YARGITAY KARARI
DAİRE : 14. Hukuk Dairesi
ESAS NO : 2016/3090
KARAR NO : 2018/7866
KARAR TARİHİ : 15.11.2018
MAHKEMESİ :Asliye Hukuk Mahkemesi
Davacı vekili tarafından, davalı aleyhine 24.06.2015 gününde verilen dilekçe ile önalım hakkından kaynaklanan … iptali ve tescil talebi üzerine yapılan duruşma sonunda; davanın kabulüne dair verilen 01.12.2015 günlü hükmün Yargıtayca incelenmesi davalı … vekili tarafından istenilmekle süresinde olduğu anlaşılan temyiz dilekçesinin kabulüne karar verildikten sonra dosya ve içerisindeki bütün kağıtlar incelenerek gereği düşünüldü:
_ K A R A R _
Dava, önalım hakkından kaynaklanan … iptali ve tescil isteğine ilişkindir.
Davacı vekili, davalının 42 parsel sayılı taşınmazda 03/06/2015 tarihinde 1/56 pay satın aldığını, davalı adına kayıtlı payın iptali ile davacı adına tesciline karar verilmesini talep etmiştir.
Davalı vekili, 42 parsel sayılı taşınmazın fiilen taksim edildiğini belirterek davanın reddini savunmuştur.
Mahkemece, cevap dilekçesinin süresinden sonra verilmesi ve bedel depo edildikten sonra fiili taksim iddiasında bulunulması nedeniyle fiili taksim konusunda inceleme yapılmamış, davanın kabulüne karar verilmiştir.
Hükmü, davalı vekili temyiz etmiştir.
Önalım hakkı paylı mülkiyet hükümlerine tabi taşınmazlarda bir paydaşın taşınmaz üzerindeki payını kısmen veya tamamen üçüncü bir kişiye satması halinde diğer paydaşlara bu satılan payı öncelikle satın alma yetkisi veren bir haktır. Bu hak paylı mülkiyet ilişkisi kurulduğu anda doğar ve satışın yapılmasıyla kullanılabilir hale gelir.
Önalım davasına konu payın ilişkin bulunduğu taşınmaz paydaşlarca özel olarak kendi aralarında taksim edilip her bir paydaş belirli bir kısmı kullanırken bunlardan biri kendisinin kullandığı yeri ve bu yere tekabül eden payı bir üçüncü şahsa satarsa, satıcı zamanında bu yerde hak iddia etmeyen davacının tapuda yapılan satış nedeniyle önalım hakkını kullanması TMK’nın 2. maddesinde yer alan dürüst davranma kuralı ile bağdaşmaz. Kötüniyet iddiası 14.2.1951 tarihli ve 17/1 sayılı Yargıtay İçtihadı Birleştirme Kararı uyarınca davanın her aşamasında ileri sürülebileceği gibi mahkemece de kendiliğinden nazara alınması gerekir. Bu gibi halde savunmanın genişletilmesi söz konusu değildir. Eylemli paylaşmanın varlığı halinde davanın reddi gerekir.

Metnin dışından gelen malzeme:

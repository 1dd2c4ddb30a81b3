// SPDX-License-Identifier: MIT
// Copyright 2026 Roland Dreier <roland@kernel.org>

//! Hoc Tu Thien: mentoring sessions paid for as charity donations.
//!
//! This crate provides the booking and payment reconciliation engine behind
//! the Hoc Tu Thien API. Mentees book mentors' availability slots and pay
//! by bank transfer to a charity account; payments are confirmed by
//! matching the Thien Nguyen public transaction feed against each booking's
//! payment code.

pub mod config;
pub mod db;
pub mod error;
pub mod middleware;
pub mod models;
pub mod routes;
pub mod services;
pub mod time_utils;

use config::Config;
use db::{LedgerStore, MemoryLedger};
use services::{
    BookingService, FeedError, LeaderboardService, PaymentReconciler, PaymentWatcher,
    SlotAllocator, UserService,
};
use std::sync::Arc;

/// Shared application state.
pub struct AppState {
    pub config: Config,
    pub db: Arc<dyn LedgerStore>,
    pub users: UserService,
    pub slots: SlotAllocator,
    pub bookings: BookingService,
    pub reconciler: PaymentReconciler,
    pub leaderboard: LeaderboardService,
    pub watcher: PaymentWatcher,
}

impl AppState {
    /// Wire every service to a fresh in-memory ledger.
    pub fn new(config: Config) -> Result<Self, FeedError> {
        Self::with_store(config, Arc::new(MemoryLedger::new()))
    }

    /// Wire every service to an existing ledger.
    pub fn with_store(config: Config, db: Arc<dyn LedgerStore>) -> Result<Self, FeedError> {
        let users = UserService::new(db.clone());
        let slots = SlotAllocator::new(
            db.clone(),
            config.lead_time_minutes,
            config.timezone_offset_hours,
        );
        let bookings = BookingService::new(db.clone(), slots.clone(), &config.meet_base_url);
        let reconciler = PaymentReconciler::new(&config, bookings.clone(), users.clone())?;
        let leaderboard = LeaderboardService::new(db.clone(), config.timezone_offset_hours);
        let watcher = PaymentWatcher::new(reconciler.clone(), bookings.clone(), &config);

        Ok(Self {
            config,
            db,
            users,
            slots,
            bookings,
            reconciler,
            leaderboard,
            watcher,
        })
    }
}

Somut olaya gelince; dava konusu 42 parsel sayılı taşınmazda davalının fiili taksim savunması değerlendirilmemiştir.
Bu durumda mahkemece işin esasına girilmeli, fiili taksim olup olmadığı, fiili taksim varsa taşınmazın hangi bölümünün kimler tarafından ve ne şekilde kullanıldığı hususları araştırılmalıdır. Bu nedenle mahallinde keşif yapılarak HMK 259/2 maddesi gereğince tarafların tanıkları varsa taşınmaz başında dinlenerek davacının kullandığı ve davalıya pay satan kişinin kullandığı ayrı ayrı bölümler bulunup bulunmadığı belirlenmeli, çelişkili beyanlar varsa giderilerek fiili taksim olgusu var ise fen bilirkişisi tarafından düzenlenecek krokide denetime elverişli şekilde işaretlenmek suretiyle fiili taksimin mevcut olup olmadığı saptanmalı, varılacak sonuca göre bir karar verilmesi gerekir.
Mahkemece, değinilen hususlar gözardı edilerek eksik inceleme ile yazılı şekilde karar verilmesi doğru görülmemiş, bu nedenle hükmün bozulması gerekmiştir.
SONUÇ: Yukarıda açıklanan nedenlerle davalı vekilinin temyiz itirazının kabulü ile hükmün BOZULMASINA, peşin yatırılan harcın istek halinde yatırana iadesine, kararın tebliğinden itibaren 15 gün içinde karar düzeltme yolu açık olmak üzere, 15.11.2018 tarihinde oybirliği ile karar verildi.